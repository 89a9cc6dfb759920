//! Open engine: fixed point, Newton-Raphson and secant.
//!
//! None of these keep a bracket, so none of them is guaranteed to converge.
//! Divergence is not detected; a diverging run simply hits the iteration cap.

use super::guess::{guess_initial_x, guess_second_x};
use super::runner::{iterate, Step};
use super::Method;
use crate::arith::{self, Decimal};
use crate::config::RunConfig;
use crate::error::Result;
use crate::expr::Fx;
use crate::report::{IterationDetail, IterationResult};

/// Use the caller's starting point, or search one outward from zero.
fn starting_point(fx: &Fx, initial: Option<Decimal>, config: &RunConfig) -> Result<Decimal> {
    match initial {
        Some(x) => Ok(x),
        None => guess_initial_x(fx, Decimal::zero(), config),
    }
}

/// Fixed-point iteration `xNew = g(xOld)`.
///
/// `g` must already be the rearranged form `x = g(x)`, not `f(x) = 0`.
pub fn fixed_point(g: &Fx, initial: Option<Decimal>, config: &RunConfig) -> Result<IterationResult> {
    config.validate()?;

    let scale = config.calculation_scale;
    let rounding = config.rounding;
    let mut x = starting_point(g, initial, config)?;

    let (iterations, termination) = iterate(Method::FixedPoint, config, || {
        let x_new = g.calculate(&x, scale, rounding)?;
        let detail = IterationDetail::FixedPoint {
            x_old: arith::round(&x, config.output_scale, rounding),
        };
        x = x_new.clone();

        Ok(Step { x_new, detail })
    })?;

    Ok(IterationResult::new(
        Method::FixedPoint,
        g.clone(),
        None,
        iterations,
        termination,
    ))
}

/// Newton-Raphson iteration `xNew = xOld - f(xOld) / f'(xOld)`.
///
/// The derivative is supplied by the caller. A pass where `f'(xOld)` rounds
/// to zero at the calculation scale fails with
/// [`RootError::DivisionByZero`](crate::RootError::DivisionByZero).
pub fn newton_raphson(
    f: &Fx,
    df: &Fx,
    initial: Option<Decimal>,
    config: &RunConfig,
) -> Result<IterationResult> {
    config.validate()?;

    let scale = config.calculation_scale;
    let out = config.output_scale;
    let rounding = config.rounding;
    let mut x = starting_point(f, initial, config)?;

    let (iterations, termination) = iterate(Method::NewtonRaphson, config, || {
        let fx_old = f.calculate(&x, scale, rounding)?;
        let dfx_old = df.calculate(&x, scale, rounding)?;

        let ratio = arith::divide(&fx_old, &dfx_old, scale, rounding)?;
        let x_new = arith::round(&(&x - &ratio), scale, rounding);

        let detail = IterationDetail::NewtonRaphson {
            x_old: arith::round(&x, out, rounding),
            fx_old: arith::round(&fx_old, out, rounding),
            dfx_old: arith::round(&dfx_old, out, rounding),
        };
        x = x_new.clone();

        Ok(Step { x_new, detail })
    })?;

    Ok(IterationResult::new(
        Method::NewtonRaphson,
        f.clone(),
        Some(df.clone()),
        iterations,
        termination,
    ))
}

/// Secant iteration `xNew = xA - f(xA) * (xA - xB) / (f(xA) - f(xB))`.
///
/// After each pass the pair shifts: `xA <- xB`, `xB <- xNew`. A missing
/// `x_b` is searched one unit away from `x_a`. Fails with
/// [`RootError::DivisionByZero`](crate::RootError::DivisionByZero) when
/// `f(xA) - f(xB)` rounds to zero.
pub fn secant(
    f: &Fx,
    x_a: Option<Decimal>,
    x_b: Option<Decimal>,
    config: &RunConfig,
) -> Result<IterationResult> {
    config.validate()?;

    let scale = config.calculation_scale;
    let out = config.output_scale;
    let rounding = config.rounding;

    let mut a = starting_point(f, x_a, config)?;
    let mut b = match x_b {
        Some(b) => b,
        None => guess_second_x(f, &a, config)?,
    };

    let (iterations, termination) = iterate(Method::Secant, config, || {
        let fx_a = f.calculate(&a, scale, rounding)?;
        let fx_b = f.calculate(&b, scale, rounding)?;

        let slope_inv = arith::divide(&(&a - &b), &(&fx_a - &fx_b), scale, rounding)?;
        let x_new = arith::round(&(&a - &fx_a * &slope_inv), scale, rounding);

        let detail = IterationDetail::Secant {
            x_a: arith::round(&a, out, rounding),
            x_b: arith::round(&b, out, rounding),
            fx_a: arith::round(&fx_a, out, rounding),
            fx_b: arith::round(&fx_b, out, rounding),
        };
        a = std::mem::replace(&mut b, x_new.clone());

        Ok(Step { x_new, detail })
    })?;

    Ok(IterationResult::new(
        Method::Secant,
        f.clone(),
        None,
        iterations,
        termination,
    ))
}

_ _ _

• [Instructions to follow]
Your response should consist of the whole listing, repeated exactly.

• [Answer box]
repository 89a9cc6dfb759920
//! Open engine: fixed point, Newton-Raphson and secant.
//!
//! None of these keep a bracket, so none of them is guaranteed to converge.
//! Divergence is not detected; a diverging run simply hits the iteration cap.

use super::guess::{guess_initial_x, guess_second_x};
use super::runner::{iterate, Step};
use super::Method;
use crate::arith::{self, Decimal};
use crate::config::RunConfig;
use crate::error::Result;
use crate::expr::Fx;
use crate::report::{IterationDetail, IterationResult};

/// Use the caller's starting point, or search one outward from zero.
fn starting_point(fx: &Fx, initial: Option<Decimal>, config: &RunConfig) -> Result<Decimal> {
    match initial {
        Some(x) => Ok(x),
        None => guess_initial_x(fx, Decimal::zero(), config),
    }
}

/// Fixed-point iteration `xNew = g(xOld)`.
///
/// `g` must already be the rearranged form `x = g(x)`, not `f(x) = 0`.
pub fn fixed_point(g: &Fx, initial: Option<Decimal>, config: &RunConfig) -> Result<IterationResult> {
    config.validate()?;

    let scale = config.calculation_scale;
    let rounding = config.rounding;
    let mut x = starting_point(g, initial, config)?;

    let (iterations, termination) = iterate(Method::FixedPoint, config, || {
        let x_new = g.calculate(&x, scale, rounding)?;
        let detail = IterationDetail::FixedPoint {
            x_old: arith::round(&x, config.output_scale, rounding),
        };
        x = x_new.clone();

        Ok(Step { x_new, detail })
    })?;

    Ok(IterationResult::new(
        Method::FixedPoint,
        g.clone(),
        None,
        iterations,
        termination,
    ))
}

/// Newton-Raphson iteration `xNew = xOld - f(xOld) / f'(xOld)`.
///
/// The derivative is supplied by the caller. A pass where `f'(xOld)` rounds
/// to zero at the calculation scale fails with
/// [`RootError::DivisionByZero`](crate::RootError::DivisionByZero).
pub fn newton_raphson(
    f: &Fx,
    df: &Fx,
    initial: Option<Decimal>,
    config: &RunConfig,
) -> Result<IterationResult> {
    config.validate()?;

    let scale = config.calculation_scale;
    let out = config.output_scale;
    let rounding = config.rounding;
    let mut x = starting_point(f, initial, config)?;

    let (iterations, termination) = iterate(Method::NewtonRaphson, config, || {
        let fx_old = f.calculate(&x, scale, rounding)?;
        let dfx_old = df.calculate(&x, scale, rounding)?;

        let ratio = arith::divide(&fx_old, &dfx_old, scale, rounding)?;
        let x_new = arith::round(&(&x - &ratio), scale, rounding);

        let detail = IterationDetail::NewtonRaphson {
            x_old: arith::round(&x, out, rounding),
            fx_old: arith::round(&fx_old, out, rounding),
            dfx_old: arith::round(&dfx_old, out, rounding),
        };
        x = x_new.clone();

        Ok(Step { x_new, detail })
    })?;

    Ok(IterationResult::new(
        Method::NewtonRaphson,
        f.clone(),
        Some(df.clone()),
        iterations,
        termination,
    ))
}

/// Secant iteration `xNew = xA - f(xA) * (xA - xB) / (f(xA) - f(xB))`.
///
/// After each pass the pair shifts: `xA <- xB`, `xB <- xNew`. A missing
/// `x_b` is searched one unit away from `x_a`. Fails with
/// [`RootError::DivisionByZero`](crate::RootError::DivisionByZero) when
/// `f(xA) - f(xB)` rounds to zero.
pub fn secant(
    f: &Fx,
    x_a: Option<Decimal>,
    x_b: Option<Decimal>,
    config: &RunConfig,
) -> Result<IterationResult> {
    config.validate()?;

    let scale = config.calculation_scale;
    let out = config.output_scale;
    let rounding = config.rounding;

    let mut a = starting_point(f, x_a, config)?;
    let mut b = match x_b {
        Some(b) => b,
        None => guess_second_x(f, &a, config)?,
    };

    let (iterations, termination) = iterate(Method::Secant, config, || {
        let fx_a = f.calculate(&a, scale, rounding)?;
        let fx_b = f.calculate(&b, scale, rounding)?;

        let slope_inv = arith::divide(&(&a - &b), &(&fx_a - &fx_b), scale, rounding)?;
        let x_new = arith::round(&(&a - &fx_a * &slope_inv), scale, rounding);

        let detail = IterationDetail::Secant {
            x_a: arith::round(&a, out, rounding),
            x_b: arith::round(&b, out, rounding),
            fx_a: arith::round(&fx_a, out, rounding),
            fx_b: arith::round(&fx_b, out, rounding),
        };
        a = std::mem::replace(&mut b, x_new.clone());

        Ok(Step { x_new, detail })
    })?;

    Ok(IterationResult::new(
        Method::Secant,
        f.clone(),
        None,
        iterations,
        termination,
    ))
}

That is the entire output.